Mother

The other day my mother had an appointment with a surgeon to install a small subdermal device that’s going to make it easier to repeatedly hook her up to an IV and as they were discussing things, the surgeon remarked that people with her condition hardly ever survive for longer than a year after diagnosis. Lung cancer that has spread to her head and liver, and she’s still around a doing relatively well. It was quite a shock to her, and it appears that reality has started to penetrate her optimism more and more.

She’s had the two radiation sessions on her head and they’re going to start with the experimental chemo-treatment soon. The radiation has made her hair soft and brittle and it’s finally starting to fall out.

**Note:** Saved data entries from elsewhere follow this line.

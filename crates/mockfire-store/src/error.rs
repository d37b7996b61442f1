use mockfire_types::{DbPath, TypeError};

/// Errors from data tree operations.
#[derive(Debug, thiserror::Error)]
pub enum StoreError {
    /// A key or priority inside a written value is invalid.
    #[error(transparent)]
    Type(#[from] TypeError),

    /// The written value cannot be stored at the given path.
    #[error("invalid value at {path}: {reason}")]
    InvalidValue { path: DbPath, reason: String },

    /// An update names both a path and one of its descendants.
    #[error("update path {ancestor} is an ancestor of {descendant}")]
    OverlappingUpdate { ancestor: DbPath, descendant: DbPath },
}

/// Result alias for data tree operations.
pub type StoreResult<T> = Result<T, StoreError>;
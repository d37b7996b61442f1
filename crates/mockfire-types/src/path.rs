//! Database path algebra.
//!
//! A [`DbPath`] names a node in the data tree as a sequence of keys. Parsing
//! normalizes separators, so `"users//42/"` and `"/users/42"` name the same
//! node. Navigating between paths is pure addressing and never touches data.
//!
//! Valid keys:
//! - Must be non-empty and at most [`MAX_KEY_BYTES`] bytes
//! - Must not contain `.`, `#`, `$`, `[`, `]`, or `/`
//! - Must not contain ASCII control characters

use std::fmt;
use std::str::FromStr;

use serde::{Deserialize, Deserializer, Serialize, Serializer};

use crate::error::{TypeError, TypeResult};

/// Characters that are forbidden anywhere in a key.
const FORBIDDEN_CHARS: &[char] = &['.', '#', '$', '[', ']', '/'];

/// Maximum length of a single key, in bytes.
pub const MAX_KEY_BYTES: usize = 768;

/// Validate a single key, returning `Ok(())` if it may appear in a path.
///
/// # Examples
///
/// ```
/// use mockfire_types::validate_key;
///
/// assert!(validate_key("users").is_ok());
/// assert!(validate_key("-Nabc_123").is_ok());
/// assert!(validate_key("").is_err());
/// assert!(validate_key("a.b").is_err());
/// ```
pub fn validate_key(key: &str) -> TypeResult<()> {
    if key.is_empty() {
        return Err(TypeError::InvalidKey {
            key: key.to_string(),
            reason: "key must not be empty".into(),
        });
    }

    if key.len() > MAX_KEY_BYTES {
        return Err(TypeError::InvalidKey {
            key: key.to_string(),
            reason: format!("key exceeds {MAX_KEY_BYTES} bytes"),
        });
    }

    for ch in FORBIDDEN_CHARS {
        if key.contains(*ch) {
            return Err(TypeError::InvalidKey {
                key: key.to_string(),
                reason: format!("contains forbidden character: {ch:?}"),
            });
        }
    }

    if key.chars().any(|c| c.is_ascii_control()) {
        return Err(TypeError::InvalidKey {
            key: key.to_string(),
            reason: "contains a control character".into(),
        });
    }

    Ok(())
}

/// A normalized location in the data tree. The root is the empty path.
#[derive(Clone, Debug, Default, PartialEq, Eq, Hash, PartialOrd, Ord)]
pub struct DbPath {
    segments: Vec<String>,
}

impl DbPath {
    /// The root path.
    pub fn root() -> Self {
        Self::default()
    }

    /// Parse a slash-delimited path, dropping empty segments.
    pub fn parse(raw: &str) -> TypeResult<Self> {
        Self::from_segments(raw.split('/').filter(|s| !s.is_empty()))
    }

    /// Build a path from already-split keys. Every key is validated.
    pub fn from_segments<I, S>(segments: I) -> TypeResult<Self>
    where
        I: IntoIterator<Item = S>,
        S: Into<String>,
    {
        let segments = segments
            .into_iter()
            .map(Into::into)
            .map(|s: String| validate_key(&s).map(|_| s))
            .collect::<TypeResult<Vec<_>>>()?;
        Ok(Self { segments })
    }

    /// Returns `true` for the root path.
    pub fn is_root(&self) -> bool {
        self.segments.is_empty()
    }

    /// The keys making up this path, outermost first.
    pub fn segments(&self) -> &[String] {
        &self.segments
    }

    /// Number of keys below the root.
    pub fn depth(&self) -> usize {
        self.segments.len()
    }

    /// The last key, or `None` at the root.
    pub fn key(&self) -> Option<&str> {
        self.segments.last().map(String::as_str)
    }

    /// The enclosing path, or `None` at the root.
    pub fn parent(&self) -> Option<DbPath> {
        if self.is_root() {
            return None;
        }
        Some(Self {
            segments: self.segments[..self.segments.len() - 1].to_vec(),
        })
    }

    /// Resolve a relative, slash-delimited path below this one.
    pub fn child(&self, relative: &str) -> TypeResult<DbPath> {
        Ok(self.join(&DbPath::parse(relative)?))
    }

    /// Concatenate two paths.
    pub fn join(&self, other: &DbPath) -> DbPath {
        let mut segments = Vec::with_capacity(self.segments.len() + other.segments.len());
        segments.extend(self.segments.iter().cloned());
        segments.extend(other.segments.iter().cloned());
        Self { segments }
    }

    /// Append a single, already validated key.
    pub fn push_key(&self, key: &str) -> TypeResult<DbPath> {
        validate_key(key)?;
        let mut segments = self.segments.clone();
        segments.push(key.to_string());
        Ok(Self { segments })
    }

    /// Returns `true` if `prefix` equals this path or is one of its ancestors.
    pub fn starts_with(&self, prefix: &DbPath) -> bool {
        self.segments.starts_with(&prefix.segments)
    }

    /// The remainder of this path below `prefix`.
    pub fn strip_prefix(&self, prefix: &DbPath) -> Option<DbPath> {
        self.segments
            .strip_prefix(prefix.segments.as_slice())
            .map(|rest| Self {
                segments: rest.to_vec(),
            })
    }

    /// Every path from the root down to and including this one.
    pub fn lineage(&self) -> impl Iterator<Item = DbPath> + '_ {
        (0..=self.segments.len()).map(move |n| Self {
            segments: self.segments[..n].to_vec(),
        })
    }
}

impl fmt::Display for DbPath {
    fn fmt(&self, f: &mut fmt::Formatter<'_>) -> fmt::Result {
        if self.is_root() {
            return f.write_str("/");
        }
        for segment in &self.segments {
            write!(f, "/{segment}")?;
        }
        Ok(())
    }
}

impl FromStr for DbPath {
    type Err = TypeError;

    fn from_str(s: &str) -> Result<Self, Self::Err> {
        Self::parse(s)
    }
}

impl Serialize for DbPath {
    fn serialize<S: Serializer>(&self, serializer: S) -> Result<S::Ok, S::Error> {
        serializer.collect_str(self)
    }
}

impl<'de> Deserialize<'de> for DbPath {
    fn deserialize<D: Deserializer<'de>>(deserializer: D) -> Result<Self, D::Error> {
        let raw = String::deserialize(deserializer)?;
        Self::parse(&raw).map_err(serde::de::Error::custom)
    }
}

#[cfg(test)]
mod tests {
    use super::*;
    use proptest::prelude::*;

    #[test]
    fn root_is_empty() {
        let root = DbPath::parse("").unwrap();
        assert!(root.is_root());
        assert_eq!(root, DbPath::root());
        assert_eq!(root.key(), None);
        assert_eq!(root.parent(), None);
        assert_eq!(root.to_string(), "/");
    }

    #[test]
    fn parse_drops_empty_segments() {
        let a = DbPath::parse("/users//42/").unwrap();
        let b = DbPath::parse("users/42").unwrap();
        assert_eq!(a, b);
        assert_eq!(a.segments(), &["users".to_string(), "42".to_string()]);
        assert_eq!(a.to_string(), "/users/42");
    }

    #[test]
    fn key_and_parent() {
        let p = DbPath::parse("users/42/name").unwrap();
        assert_eq!(p.key(), Some("name"));
        assert_eq!(p.parent().unwrap().to_string(), "/users/42");
        assert_eq!(p.depth(), 3);
    }

    #[test]
    fn child_concatenates() {
        let users = DbPath::parse("users").unwrap();
        let ann = users.child("42/name").unwrap();
        assert_eq!(ann.to_string(), "/users/42/name");
        assert_eq!(users.child("").unwrap(), users);
    }

    #[test]
    fn reject_forbidden_chars() {
        for bad in ["a.b", "a#b", "a$b", "a[b", "a]b", "tab\there"] {
            assert!(DbPath::parse(bad).is_err(), "{bad} should be rejected");
        }
    }

    #[test]
    fn reject_parent_traversal() {
        assert!(DbPath::parse("users/../admin").is_err());
    }

    #[test]
    fn reject_oversized_key() {
        let long = "k".repeat(MAX_KEY_BYTES + 1);
        assert!(validate_key(&long).is_err());
        assert!(validate_key(&"k".repeat(MAX_KEY_BYTES)).is_ok());
    }

    #[test]
    fn push_key_validates() {
        let root = DbPath::root();
        assert!(root.push_key("a/b").is_err());
        assert_eq!(root.push_key("a").unwrap().to_string(), "/a");
    }

    #[test]
    fn prefix_operations() {
        let p = DbPath::parse("a/b/c").unwrap();
        let prefix = DbPath::parse("a").unwrap();
        assert!(p.starts_with(&prefix));
        assert!(p.starts_with(&DbPath::root()));
        assert!(!prefix.starts_with(&p));
        assert_eq!(p.strip_prefix(&prefix).unwrap().to_string(), "/b/c");
        assert!(prefix.strip_prefix(&p).is_none());
    }

    #[test]
    fn lineage_runs_root_to_self() {
        let p = DbPath::parse("a/b").unwrap();
        let lineage: Vec<String> = p.lineage().map(|l| l.to_string()).collect();
        assert_eq!(lineage, vec!["/", "/a", "/a/b"]);
    }

    #[test]
    fn serde_as_string() {
        let p = DbPath::parse("users/42").unwrap();
        let json = serde_json::to_string(&p).unwrap();
        assert_eq!(json, "\"/users/42\"");
        let back: DbPath = serde_json::from_str(&json).unwrap();
        assert_eq!(back, p);
    }

    proptest! {
        #[test]
        fn parse_is_idempotent(segments in proptest::collection::vec("[a-zA-Z0-9_-]{1,8}", 0..6)) {
            let raw = segments.join("//");
            let once = DbPath::parse(&raw).unwrap();
            let twice = DbPath::parse(&once.to_string()).unwrap();
            prop_assert_eq!(once, twice);
        }

        #[test]
        fn child_composes(a in "[a-z]{1,6}", b in "[a-z]{1,6}") {
            let root = DbPath::root();
            let stepwise = root.child(&a).unwrap().child(&b).unwrap();
            let direct = root.child(&format!("{a}/{b}")).unwrap();
            prop_assert_eq!(stepwise, direct);
        }
    }
}
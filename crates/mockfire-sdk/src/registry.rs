use std::sync::{Arc, RwLock};

use mockfire_auth::Auth;
use mockfire_database::Database;

use crate::app::App;
use crate::error::{SdkError, SdkResult};
use crate::options::{AppOptions, MockConfig};

/// Name given to an app initialized without one.
pub const DEFAULT_APP_NAME: &str = "[DEFAULT]";

/// A caller-owned set of apps, in registration order.
///
/// The first registered app is the default one: [`AppRegistry::auth`] and
/// [`AppRegistry::database`] use it.
#[derive(Debug, Default)]
pub struct AppRegistry {
    apps: RwLock<Vec<Arc<App>>>,
}

impl AppRegistry {
    pub fn new() -> Self {
        Self::default()
    }

    /// Register an app with open rules and no data. `name` defaults to
    /// [`DEFAULT_APP_NAME`].
    pub fn initialize_app(&self, options: AppOptions, name: Option<&str>) -> SdkResult<Arc<App>> {
        self.initialize_app_with(MockConfig::with_options(options), name)
    }

    /// Register an app built from a full [`MockConfig`].
    pub fn initialize_app_with(
        &self,
        config: MockConfig,
        name: Option<&str>,
    ) -> SdkResult<Arc<App>> {
        let name = name.unwrap_or(DEFAULT_APP_NAME);
        let mut apps = self
            .apps
            .write()
            .map_err(|e| SdkError::Internal(format!("lock poisoned: {e}")))?;
        if apps.iter().any(|app| app.name() == name) {
            return Err(SdkError::DuplicateApp(name.to_string()));
        }
        let app = Arc::new(App::new(name, config)?);
        apps.push(Arc::clone(&app));
        Ok(app)
    }

    /// The app registered as `name`.
    pub fn app(&self, name: &str) -> SdkResult<Arc<App>> {
        let apps = self
            .apps
            .read()
            .map_err(|e| SdkError::Internal(format!("lock poisoned: {e}")))?;
        apps.iter()
            .find(|app| app.name() == name)
            .cloned()
            .ok_or_else(|| SdkError::AppNotFound(name.to_string()))
    }

    /// The first registered app.
    pub fn default_app(&self) -> SdkResult<Arc<App>> {
        let apps = self
            .apps
            .read()
            .map_err(|e| SdkError::Internal(format!("lock poisoned: {e}")))?;
        apps.first().cloned().ok_or(SdkError::NotInitialized)
    }

    /// All registered apps, oldest first.
    pub fn apps(&self) -> SdkResult<Vec<Arc<App>>> {
        let apps = self
            .apps
            .read()
            .map_err(|e| SdkError::Internal(format!("lock poisoned: {e}")))?;
        Ok(apps.clone())
    }

    /// Unregister `name` and complete its auth observers.
    pub fn delete_app(&self, name: &str) -> SdkResult<()> {
        let removed = {
            let mut apps = self
                .apps
                .write()
                .map_err(|e| SdkError::Internal(format!("lock poisoned: {e}")))?;
            let index = apps
                .iter()
                .position(|app| app.name() == name)
                .ok_or_else(|| SdkError::AppNotFound(name.to_string()))?;
            apps.remove(index)
        };
        removed.shut_down();
        Ok(())
    }

    /// Auth of the default app.
    pub fn auth(&self) -> SdkResult<Auth> {
        Ok(self.default_app()?.auth().clone())
    }

    /// Database of the default app.
    pub fn database(&self) -> SdkResult<Database> {
        Ok(self.default_app()?.database().clone())
    }
}

#[cfg(test)]
mod tests {
    use super::*;
    use mockfire_auth::Observer;
    use std::sync::atomic::{AtomicUsize, Ordering};

    #[test]
    fn accessors_fail_before_initialization() {
        let registry = AppRegistry::new();
        assert!(matches!(registry.default_app(), Err(SdkError::NotInitialized)));
        assert!(matches!(registry.auth(), Err(SdkError::NotInitialized)));
        assert!(matches!(registry.database(), Err(SdkError::NotInitialized)));
        assert!(registry.apps().unwrap().is_empty());
    }

    #[test]
    fn default_name_and_first_app_default() {
        let registry = AppRegistry::new();
        let first = registry.initialize_app(AppOptions::default(), None).unwrap();
        assert_eq!(first.name(), DEFAULT_APP_NAME);
        let second = registry
            .initialize_app(AppOptions::default(), Some("secondary"))
            .unwrap();

        assert_eq!(registry.default_app().unwrap().name(), DEFAULT_APP_NAME);
        assert_eq!(registry.app("secondary").unwrap().name(), second.name());
        let names: Vec<String> = registry
            .apps()
            .unwrap()
            .iter()
            .map(|app| app.name().to_string())
            .collect();
        assert_eq!(names, vec![DEFAULT_APP_NAME, "secondary"]);
        assert!(matches!(registry.app("nope"), Err(SdkError::AppNotFound(_))));
    }

    #[test]
    fn duplicate_names_rejected() {
        let registry = AppRegistry::new();
        registry.initialize_app(AppOptions::default(), Some("a")).unwrap();
        assert!(matches!(
            registry.initialize_app(AppOptions::default(), Some("a")),
            Err(SdkError::DuplicateApp(name)) if name == "a"
        ));
        assert_eq!(registry.apps().unwrap().len(), 1);
    }

    #[test]
    fn delete_removes_and_completes_observers() {
        let registry = AppRegistry::new();
        registry.initialize_app(AppOptions::default(), None).unwrap();
        registry.initialize_app(AppOptions::default(), Some("b")).unwrap();

        let completed = Arc::new(AtomicUsize::new(0));
        let counter = Arc::clone(&completed);
        registry.auth().unwrap().on_auth_state_changed(
            Observer::new(|_| {}).on_complete(move || {
                counter.fetch_add(1, Ordering::SeqCst);
            }),
        );

        registry.delete_app(DEFAULT_APP_NAME).unwrap();
        assert_eq!(completed.load(Ordering::SeqCst), 1);
        assert_eq!(registry.default_app().unwrap().name(), "b");
        assert!(matches!(
            registry.delete_app(DEFAULT_APP_NAME),
            Err(SdkError::AppNotFound(_))
        ));

        // The name is free again.
        registry.initialize_app(AppOptions::default(), None).unwrap();
    }
}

Soon she’ll be bald, but still beautiful. That was a big shock to her, too, especially since she’s managed to retain her hair throughout all the treatments, against all odds. It’s almost symbolic to her slowly dawning realisation that’s losing this struggle. Like Samson.

I’m afraid we don’t have much longer to go. If the cancer spreads to her lymphatic system she’s no longer elligible for the experimental treatment, and she’s still dealing with a lot of pain. Regarding that pain, her GP wants her to cut down on the use of morphine, because it causes her to lose weight, and she’s on the light side as it is, and he wants her to make use of other medicine, and the research doctor, the one leading the experimental treatment, wants her to cut down on other medicine (for an as of yet unknown reason). Her GP desperately wants to talk to the researcher to find out the reasoning, because he feels that the research doesn’t really care about the state in which my mother is, but rather her research, and my GP, who doesn’t think it likely the research will amount to anything positive for my mother, wants to put his efforts into making my mother’s last days as painfree as possible.

need to start coming to terms with the fact that this is really happening, that’s she’s really ill, and that she’s really dying. By all accounts it’s a miracle that she’s still alive, but I can’t keep counting on miracles, and have to prepare for reality.